ABOUT THIS TASK
Count the lines below holding "CheckoutSession" and answer with that number only.

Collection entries
▽

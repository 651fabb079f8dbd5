//! Payment and subscription client methods

use super::{ClientError, SessionClient, attempt::ApiRequest};
use crate::types::{CheckoutRequest, CheckoutSession, Listing, MessageResponse, Plan, Subscription};

impl SessionClient {
    /// Available subscription plans
    pub async fn list_plans(&self) -> Result<Listing<Plan>, ClientError> {
        self.get("/payments/plans/").await
    }

    /// The user's current subscription
    pub async fn get_subscription(&self) -> Result<Subscription, ClientError> {
        self.get("/payments/subscription/").await
    }

    /// Start a hosted checkout for a plan
    pub async fn create_checkout(
        &self,
        request: &CheckoutRequest,
    ) -> Result<CheckoutSession, ClientError> {
        self.post("/payments/checkout/", request).await
    }

    /// Cancel the current subscription at period end
    pub async fn cancel_subscription(&self) -> Result<MessageResponse, ClientError> {
        self.execute(&ApiRequest::post("/payments/subscription/cancel/"))
            .await
    }
}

△

EXERCISE RESPONSE
2